Returns:	The maximal angular dilatation factor. If vector is equal to center, then np.inf is returned.
Return type:	float

Examples

>>> max_angular_dilatation_factor(
...     vector=np.array([1, 0]),
...     center=np.array([1, 1]) * np.sqrt(1/2)
... )
1.0
>>> max_angular_dilatation_factor(
...     vector=np.array([1, 1]) * np.sqrt(1/2),
...     center=np.array([1, 0])
... )
2.0

>>> my_center = np.array([1., 1., 1.]) * np.sqrt(1/3)
>>> my_unit_orthogonal = np.array([1, -1, 0]) * np.sqrt(1/2)
>>> my_theta = np.pi / 9
>>> my_vector = np.cos(my_theta) * my_center + np.sin(my_theta) * my_unit_orthogonal
>>> k = max_angular_dilatation_factor(vector=my_vector, center=my_center)
>>> k
1.961576024...
>>> dilated_vector = np.cos(k * my_theta) * my_center + np.sin(k * my_theta) * my_unit_orthogonal
>>> np.round(dilated_vector, 4)
array([0.8944, 0.    , 0.4472])

>>> max_angular_dilatation_factor(
...     np.array([np.sqrt(1/2), np.sqrt(1/2)]),
...     np.array([np.sqrt(1/2), np.sqrt(1/2)])
... )
inf

embedded_voting.utils.miscellaneous.normalize(x)[source]¶

Normalize the input vector.

Parameters:	x (np.ndarray or list) –
Returns:	x divided by its Euclidean norm.
Return type:	np.ndarray

Examples

>>> my_vector = np.arange(3)
>>> normalize(my_vector)
array([0.        , 0.4472136 , 0.89442719])

>>> my_vector = [0, 1, 2]
>>> normalize(my_vector)
array([0.        , 0.4472136 , 0.89442719])

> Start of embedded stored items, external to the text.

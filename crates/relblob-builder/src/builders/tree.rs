//! Preorder flattening of forests.

use bytemuck::Pod;
use relblob_types::{check_alignment, natural_alignment_of, BlobTree};
use tracing::trace;

use crate::builder::{BuildHandle, Builder};
use crate::builders::array::{build_item_array, ArrayBuilder};
use crate::builders::value::ValueBuilder;
use crate::error::{to_i32, BuildResult};
use crate::stream::BlobStream;

/// Flatten `roots` in preorder.
///
/// Returns the node values and, for each node, the index just past its
/// subtree. Uses an explicit stack, so depth is bounded only by memory.
pub(crate) fn flatten_preorder<N, V>(
    roots: Vec<N>,
    mut split: impl FnMut(N) -> (V, Vec<N>),
) -> (Vec<V>, Vec<usize>) {
    let mut values = Vec::new();
    let mut end_indices = Vec::new();
    let mut stack: Vec<(Option<usize>, std::vec::IntoIter<N>)> = vec![(None, roots.into_iter())];
    loop {
        let Some((_, pending)) = stack.last_mut() else {
            break;
        };
        match pending.next() {
            Some(node) => {
                let (value, children) = split(node);
                let index = values.len();
                values.push(value);
                end_indices.push(index + 1);
                stack.push((Some(index), children.into_iter()));
            }
            None => {
                if let Some((Some(index), _)) = stack.pop() {
                    end_indices[index] = values.len();
                }
            }
        }
    }
    (values, end_indices)
}

/// Converts end indices for storage.
pub(crate) fn end_index_array(end_indices: &[usize]) -> BuildResult<ArrayBuilder<i32>> {
    let stored = end_indices
        .iter()
        .map(|&end| to_i32(end, "tree end index"))
        .collect::<BuildResult<Vec<i32>>>()?;
    Ok(ArrayBuilder::new(stored))
}

/// A node of a tree under construction.
pub struct TreeNode<T: Pod> {
    value: Box<dyn Builder<Target = T>>,
    children: Vec<TreeNode<T>>,
}

impl<T: Pod> TreeNode<T> {
    pub fn new(value: T) -> Self {
        Self::with_builder(ValueBuilder::new(value))
    }

    pub fn with_builder(value: impl Builder<Target = T> + 'static) -> Self {
        Self {
            value: Box::new(value),
            children: Vec::new(),
        }
    }

    pub fn add_child(&mut self, child: TreeNode<T>) -> &mut Self {
        self.children.push(child);
        self
    }

    pub fn with_child(mut self, child: TreeNode<T>) -> Self {
        self.children.push(child);
        self
    }

    pub fn children(&self) -> &[TreeNode<T>] {
        &self.children
    }

    pub fn children_mut(&mut self) -> &mut Vec<TreeNode<T>> {
        &mut self.children
    }

    /// Handle of this node's value.
    pub fn handle(&self) -> BuildHandle<T> {
        self.value.handle()
    }
}

/// Builds a [`BlobTree`] from a forest of [`TreeNode`]s.
pub struct TreeBuilder<T: Pod> {
    nodes: Vec<Box<dyn Builder<Target = T>>>,
    end_indices: Vec<usize>,
    alignment: Option<usize>,
    handle: BuildHandle<BlobTree<T>>,
}

impl<T: Pod> TreeBuilder<T> {
    pub fn new(root: TreeNode<T>) -> Self {
        Self::from_forest(vec![root])
    }

    pub fn from_forest(roots: Vec<TreeNode<T>>) -> Self {
        let (nodes, end_indices) =
            flatten_preorder(roots, |node| (node.value, node.children));
        Self {
            nodes,
            end_indices,
            alignment: None,
            handle: BuildHandle::new(),
        }
    }

    /// Start the node array at `alignment` instead of `T`'s natural alignment.
    pub fn with_alignment(mut self, alignment: usize) -> BuildResult<Self> {
        check_alignment(alignment)?;
        self.alignment = Some(alignment);
        Ok(self)
    }

    pub fn len(&self) -> usize {
        self.nodes.len()
    }

    pub fn is_empty(&self) -> bool {
        self.nodes.is_empty()
    }

    /// The flattened end indices.
    pub fn end_indices(&self) -> &[usize] {
        &self.end_indices
    }

    /// Handle of the value of node `index` in preorder.
    pub fn node_handle(&self, index: usize) -> Option<BuildHandle<T>> {
        self.nodes.get(index).map(|node| node.handle())
    }
}

impl<T: Pod> Default for TreeBuilder<T> {
    fn default() -> Self {
        Self::from_forest(Vec::new())
    }
}

impl<T: Pod> Builder for TreeBuilder<T> {
    type Target = BlobTree<T>;

    fn handle(&self) -> BuildHandle<BlobTree<T>> {
        self.handle.clone()
    }

    fn build_content(&mut self, stream: &mut BlobStream, data_position: usize) -> BuildResult<()> {
        stream.to_position(data_position + BlobTree::<T>::END_INDICES_FIELD);
        end_index_array(&self.end_indices)?.build(stream)?;
        build_item_array(
            stream,
            data_position + BlobTree::<T>::NODES_FIELD,
            &mut self.nodes,
            self.alignment.unwrap_or(natural_alignment_of::<T>()),
        )?;
        trace!(nodes = self.nodes.len(), "built tree");
        Ok(())
    }
}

If x is null, then x is returned (only case where the result has not a norm of 1):

>>> my_vector = [0, 0, 0]
>>> normalize(my_vector)
array([0, 0, 0])

embedded_voting.utils.miscellaneous.pseudo_inverse_scalar(x)[source]¶

Parameters:	x (`float`) –
Returns:	Inverse of x if it is not 0.
Return type:	`float`

Examples

>>> pseudo_inverse_scalar(2.0)
0.5
>>> pseudo_inverse_scalar(0)
0.0

embedded_voting.utils.miscellaneous.ranking_from_scores(scores)[source]¶

Deduce ranking over the candidates from their scores.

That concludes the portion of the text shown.